[[ Given data open ]]
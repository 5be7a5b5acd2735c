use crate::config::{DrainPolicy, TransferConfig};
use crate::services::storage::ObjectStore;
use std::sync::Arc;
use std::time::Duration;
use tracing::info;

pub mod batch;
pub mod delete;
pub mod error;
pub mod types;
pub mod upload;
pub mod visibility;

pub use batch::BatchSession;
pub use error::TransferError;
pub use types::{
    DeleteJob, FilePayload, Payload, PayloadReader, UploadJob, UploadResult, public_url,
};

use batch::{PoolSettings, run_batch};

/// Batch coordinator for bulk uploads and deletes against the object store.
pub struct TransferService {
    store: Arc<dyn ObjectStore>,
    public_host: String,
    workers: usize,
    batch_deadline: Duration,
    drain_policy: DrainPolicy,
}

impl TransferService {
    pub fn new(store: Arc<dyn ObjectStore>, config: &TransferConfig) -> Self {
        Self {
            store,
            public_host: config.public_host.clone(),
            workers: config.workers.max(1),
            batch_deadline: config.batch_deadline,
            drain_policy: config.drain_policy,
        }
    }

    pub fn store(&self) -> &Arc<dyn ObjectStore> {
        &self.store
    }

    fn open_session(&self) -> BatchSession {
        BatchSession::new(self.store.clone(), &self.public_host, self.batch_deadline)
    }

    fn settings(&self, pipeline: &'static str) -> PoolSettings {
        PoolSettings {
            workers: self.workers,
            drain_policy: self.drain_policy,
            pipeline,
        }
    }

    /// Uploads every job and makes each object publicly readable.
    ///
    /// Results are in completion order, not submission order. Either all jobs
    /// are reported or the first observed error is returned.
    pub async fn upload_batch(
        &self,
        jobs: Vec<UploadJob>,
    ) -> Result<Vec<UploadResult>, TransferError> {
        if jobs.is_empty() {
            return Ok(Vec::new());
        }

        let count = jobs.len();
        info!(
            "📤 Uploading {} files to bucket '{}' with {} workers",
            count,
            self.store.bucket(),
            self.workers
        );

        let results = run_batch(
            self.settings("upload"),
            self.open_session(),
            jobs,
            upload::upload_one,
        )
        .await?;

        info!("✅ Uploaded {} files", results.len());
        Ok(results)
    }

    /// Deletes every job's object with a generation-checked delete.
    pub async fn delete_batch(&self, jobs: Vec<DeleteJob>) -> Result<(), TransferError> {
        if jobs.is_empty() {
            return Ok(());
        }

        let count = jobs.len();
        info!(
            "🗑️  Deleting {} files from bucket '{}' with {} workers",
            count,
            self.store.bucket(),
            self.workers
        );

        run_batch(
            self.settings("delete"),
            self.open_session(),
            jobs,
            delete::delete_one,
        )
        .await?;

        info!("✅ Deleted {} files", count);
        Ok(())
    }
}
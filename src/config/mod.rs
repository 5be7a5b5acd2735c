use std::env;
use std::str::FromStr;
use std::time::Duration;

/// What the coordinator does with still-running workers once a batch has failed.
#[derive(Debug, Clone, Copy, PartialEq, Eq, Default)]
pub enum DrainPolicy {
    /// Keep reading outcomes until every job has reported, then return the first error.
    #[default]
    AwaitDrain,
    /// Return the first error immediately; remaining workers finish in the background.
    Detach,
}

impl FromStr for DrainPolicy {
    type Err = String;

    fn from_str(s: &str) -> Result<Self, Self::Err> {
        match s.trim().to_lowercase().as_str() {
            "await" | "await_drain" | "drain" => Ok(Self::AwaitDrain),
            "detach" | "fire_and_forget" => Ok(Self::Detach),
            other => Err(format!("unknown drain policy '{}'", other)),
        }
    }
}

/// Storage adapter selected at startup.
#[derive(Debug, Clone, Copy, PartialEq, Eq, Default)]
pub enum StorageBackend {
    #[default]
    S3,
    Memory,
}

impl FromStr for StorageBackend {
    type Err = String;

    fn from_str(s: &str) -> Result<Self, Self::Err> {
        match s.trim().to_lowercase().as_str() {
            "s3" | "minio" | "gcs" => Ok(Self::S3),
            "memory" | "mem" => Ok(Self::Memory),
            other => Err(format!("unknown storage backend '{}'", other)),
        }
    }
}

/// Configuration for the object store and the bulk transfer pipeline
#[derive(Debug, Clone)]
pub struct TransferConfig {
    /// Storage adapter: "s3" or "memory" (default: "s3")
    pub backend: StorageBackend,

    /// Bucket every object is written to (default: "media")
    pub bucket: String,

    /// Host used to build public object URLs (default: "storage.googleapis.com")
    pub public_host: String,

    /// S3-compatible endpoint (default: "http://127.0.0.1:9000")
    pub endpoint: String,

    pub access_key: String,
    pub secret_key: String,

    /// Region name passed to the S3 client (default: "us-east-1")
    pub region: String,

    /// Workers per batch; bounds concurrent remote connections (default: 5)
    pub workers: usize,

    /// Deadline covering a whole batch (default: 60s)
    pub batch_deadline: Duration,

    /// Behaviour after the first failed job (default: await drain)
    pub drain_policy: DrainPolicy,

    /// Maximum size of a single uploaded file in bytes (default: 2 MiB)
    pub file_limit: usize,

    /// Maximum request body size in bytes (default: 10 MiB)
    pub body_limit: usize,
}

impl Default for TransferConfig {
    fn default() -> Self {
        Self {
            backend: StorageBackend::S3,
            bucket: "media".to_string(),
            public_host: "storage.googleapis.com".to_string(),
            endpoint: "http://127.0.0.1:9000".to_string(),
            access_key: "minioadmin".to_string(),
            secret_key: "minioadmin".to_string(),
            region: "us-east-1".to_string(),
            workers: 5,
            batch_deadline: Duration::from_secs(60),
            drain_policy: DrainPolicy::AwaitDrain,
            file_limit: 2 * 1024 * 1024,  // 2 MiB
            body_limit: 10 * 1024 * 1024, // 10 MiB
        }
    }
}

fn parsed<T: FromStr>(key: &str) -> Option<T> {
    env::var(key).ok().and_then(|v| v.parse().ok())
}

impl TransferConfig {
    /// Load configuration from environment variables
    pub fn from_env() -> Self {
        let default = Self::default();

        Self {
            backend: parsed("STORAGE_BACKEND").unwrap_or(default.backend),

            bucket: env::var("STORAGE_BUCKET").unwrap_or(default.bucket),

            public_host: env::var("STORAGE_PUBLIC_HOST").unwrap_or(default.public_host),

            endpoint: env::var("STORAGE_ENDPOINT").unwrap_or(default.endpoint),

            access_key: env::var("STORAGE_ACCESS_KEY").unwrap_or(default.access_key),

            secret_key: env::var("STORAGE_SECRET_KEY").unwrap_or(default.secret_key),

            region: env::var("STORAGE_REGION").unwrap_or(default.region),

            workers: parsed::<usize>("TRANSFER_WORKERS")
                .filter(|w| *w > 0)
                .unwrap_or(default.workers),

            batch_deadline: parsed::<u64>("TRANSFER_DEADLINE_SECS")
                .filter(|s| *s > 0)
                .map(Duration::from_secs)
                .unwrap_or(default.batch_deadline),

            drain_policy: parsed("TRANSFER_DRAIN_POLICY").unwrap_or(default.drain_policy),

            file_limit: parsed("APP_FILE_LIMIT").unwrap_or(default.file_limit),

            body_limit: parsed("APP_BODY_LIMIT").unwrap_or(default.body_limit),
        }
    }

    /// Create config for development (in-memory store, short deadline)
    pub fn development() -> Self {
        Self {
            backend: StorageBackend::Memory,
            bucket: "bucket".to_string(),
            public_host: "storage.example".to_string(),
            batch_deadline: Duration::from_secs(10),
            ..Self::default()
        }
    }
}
[[ Given data closed ]]
| Exercise details |
Search the data above for the word "bytes" and count the lines where it appears. Only the number should be given.

| Solved exercise |
2